Agility is a great outlet for Border Collies (or any active dog). We have a mixed breed shepherd that I'd swear must have some BC in her somewhere. I want to build an agility course here. I figure I'd take her to a basic agility course and see if she has any talent for it. If so, maybe I'll pursue it. If not, a course on our place would be good exercise for both of us anyway. Meanwhile, I throw frisbees for her every day and she's almost fanatical about it. I have a couple of soft but extremely durable frisbees called Jawz http://hyperflite.com/ that are weighted for distance, and that can keep her running hard as long as my arm holds out. We also take her for off-leash runs in the woods around here.  We're fortunate to have that.

Someone mentioned mental stimulation. BC's are especially smart and need that too. There are a lot of mental stimulation games for dogs.


----------



## BobUrban (Jun 7, 2013)

I agree with however many have responded with more exercize and do not forget to exercize the mind.  A dog can get more tired thinking than running - especially a young dog.  I have a healer, have trained many rescue dogs with big issues(two island ferels from Tobago in the mix) and I use a Dogtra e-collar at times.  Great tool if used correctly and I think the bark collar or e collar can be great tools if not used as a catch all in leu of proper exercize. 

Working breeds need to run but even taking them on leashed walks where you are in charge and your dog remains at a proper heal will do wonders - the longer the better.  Not allowing them to pull, sniff or lead you will force them to think and thinking tires them out.  Change direction a lot and do not use voice commands - make them pay attention to you.


----------



## Sprinter (Jun 7, 2013)

BobUrban said:


> I agree with however many have responded with more exercize and do not forget to exercize the mind. A dog can get more tired thinking than running - especially a young dog. I have a healer, have trained many rescue dogs with big issues(two island ferels from Tobago in the mix) and I use a Dogtra e-collar at times. Great tool if used correctly and I think the bark collar or e collar can be great tools if not used as a catch all in leu of proper exercize.
> 
> Working breeds need to run but* even taking them on leashed walks where you are in charge and your dog remains at a proper heal will do wonders - the longer the better. Not allowing them to pull, sniff or lead you will force them to think and thinking tires them out. Change direction a lot and do not use voice commands - make them pay attention to you.*


Right. On-leash walks as you describe are an important part of the equation. Dogs need and _want_ the discipline of such exercises complete with the healing and direction changes. They love it and it strengthens the bond with you as alpha. For some breeds, that may be enough if the walks are long enough. For working dogs, they need the extra intense workouts as well.

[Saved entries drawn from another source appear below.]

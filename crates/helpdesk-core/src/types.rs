use std::collections::BTreeSet;

use serde::{Deserialize, Serialize};

// =============================================================================
// Time
// =============================================================================

/// Current wall-clock time as Unix epoch milliseconds.
pub fn now_millis() -> i64 {
    chrono::Utc::now().timestamp_millis()
}

// =============================================================================
// FAQ corpus
// =============================================================================

/// A single question/answer pair as it appears in the grouped corpus form.
#[derive(Clone, Debug, PartialEq, Eq, Serialize, Deserialize)]
pub struct FaqQuestion {
    /// Canonical question; its whitespace-separated tokens are the match keywords.
    pub q: String,
    /// Answer text returned verbatim on a match.
    pub a: String,
}

/// A category heading and the questions filed under it.
#[derive(Clone, Debug, PartialEq, Eq, Serialize, Deserialize)]
pub struct FaqCategory {
    pub category: String,
    pub questions: Vec<FaqQuestion>,
}

/// Flattened FAQ entry. Identity is positional within the corpus.
#[derive(Clone, Debug, PartialEq, Eq, Serialize, Deserialize)]
pub struct FaqEntry {
    pub category: String,
    pub question: String,
    pub answer: String,
}

// =============================================================================
// Sentiment
// =============================================================================

/// Emotion detected from keyword lexicons.
///
/// Declaration order is the iteration order of an emotion set.
#[derive(Clone, Copy, Debug, PartialEq, Eq, PartialOrd, Ord, Hash, Serialize, Deserialize)]
#[serde(rename_all = "lowercase")]
pub enum EmotionTag {
    Frustrated,
    Urgent,
    Confused,
    Satisfied,
}

impl EmotionTag {
    /// All tags, in evaluation order.
    pub const ALL: [EmotionTag; 4] = [
        EmotionTag::Frustrated,
        EmotionTag::Urgent,
        EmotionTag::Confused,
        EmotionTag::Satisfied,
    ];

    pub fn as_str(&self) -> &'static str {
        match self {
            Self::Frustrated => "frustrated",
            Self::Urgent => "urgent",
            Self::Confused => "confused",
            Self::Satisfied => "satisfied",
        }
    }
}

/// Escalation risk tier derived from a sentiment score.
#[derive(Clone, Copy, Debug, Default, PartialEq, Eq, Hash, Serialize, Deserialize)]
#[serde(rename_all = "lowercase")]
pub enum RiskTier {
    #[default]
    Low,
    Medium,
    High,
}

impl RiskTier {
    /// `score <= -3` is high, `-3 < score <= -1` is medium, anything else low.
    pub fn from_score(score: f64) -> Self {
        if score <= -3.0 {
            RiskTier::High
        } else if score <= -1.0 {
            RiskTier::Medium
        } else {
            RiskTier::Low
        }
    }

    pub fn as_str(&self) -> &'static str {
        match self {
            Self::Low => "low",
            Self::Medium => "medium",
            Self::High => "high",
        }
    }
}

/// Output of the sentiment classifier.
#[derive(Clone, Debug, Default, PartialEq, Serialize, Deserialize)]
#[serde(rename_all = "camelCase")]
pub struct SentimentResult {
    pub score: f64,
    pub emotions: BTreeSet<EmotionTag>,
    pub escalation_risk: RiskTier,
}

impl SentimentResult {
    pub fn has(&self, tag: EmotionTag) -> bool {
        self.emotions.contains(&tag)
    }
}

// =============================================================================
// Matching and composition
// =============================================================================

/// Result of scoring a query against the FAQ corpus.
#[derive(Clone, Debug, PartialEq, Eq)]
pub enum MatchResult {
    Matched {
        category: String,
        answer: String,
        /// Number of question keywords found in the query (always >= 2).
        confidence: usize,
    },
    NoMatch,
}

impl MatchResult {
    pub fn is_match(&self) -> bool {
        matches!(self, MatchResult::Matched { .. })
    }

    /// Category of the matched entry, if any.
    pub fn category(&self) -> Option<&str> {
        match self {
            MatchResult::Matched { category, .. } => Some(category),
            MatchResult::NoMatch => None,
        }
    }
}

/// Follow-up action suggested alongside a reply.
#[derive(Clone, Copy, Debug, PartialEq, Eq, Hash, Serialize, Deserialize)]
#[serde(rename_all = "snake_case")]
pub enum ActionTag {
    EscalateToHuman,
    BrowseFaqs,
    PriorityEscalation,
    DetailedGuide,
}

// =============================================================================
// Sessions and transcripts
// =============================================================================

/// Author of a transcript turn.
#[derive(Clone, Copy, Debug, PartialEq, Eq, Hash, Serialize, Deserialize)]
#[serde(rename_all = "lowercase")]
pub enum Role {
    User,
    Assistant,
}

/// One message in a session transcript. Append-only.
#[derive(Clone, Debug, PartialEq, Serialize, Deserialize)]
pub struct Turn {
    pub role: Role,
    pub message: String,
    /// Epoch milliseconds.
    pub timestamp: i64,
    /// Present on user turns only.
    #[serde(default, skip_serializing_if = "Option::is_none")]
    pub sentiment: Option<SentimentResult>,
}

impl Turn {
    pub fn user(message: impl Into<String>, sentiment: SentimentResult) -> Self {
        Self {
            role: Role::User,
            message: message.into(),
            timestamp: now_millis(),
            sentiment: Some(sentiment),
        }
    }

    pub fn assistant(message: impl Into<String>) -> Self {
        Self {
            role: Role::Assistant,
            message: message.into(),
            timestamp: now_millis(),
            sentiment: None,
        }
    }
}

/// Session metadata.
#[derive(Clone, Debug, PartialEq, Serialize, Deserialize)]
#[serde(rename_all = "camelCase")]
pub struct Session {
    pub id: String,
    /// Epoch milliseconds.
    pub start_time: i64,
    pub message_count: u64,
    pub escalated: bool,
    #[serde(default, skip_serializing_if = "Option::is_none")]
    pub escalation_reason: Option<String>,
    #[serde(default, skip_serializing_if = "Option::is_none")]
    pub escalation_time: Option<i64>,
}

impl Session {
    pub fn new(id: impl Into<String>) -> Self {
        Self {
            id: id.into(),
            start_time: now_millis(),
            message_count: 0,
            escalated: false,
            escalation_reason: None,
            escalation_time: None,
        }
    }
}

I just got an ecollar to correct some behavior issues, mostly jumping on people (she's way too friendly), running to other dogs or people to play, chasing small animals, and ignoring our calls when she gets too focused on those things. It works. We've only just started with it, but it seems to be very effective. It doesn't take much correction to get her attention back onto us and I think eventually it will be unnecessary to use it at all anymore. We use it in conjunction with the regular "come" command and she gets the idea.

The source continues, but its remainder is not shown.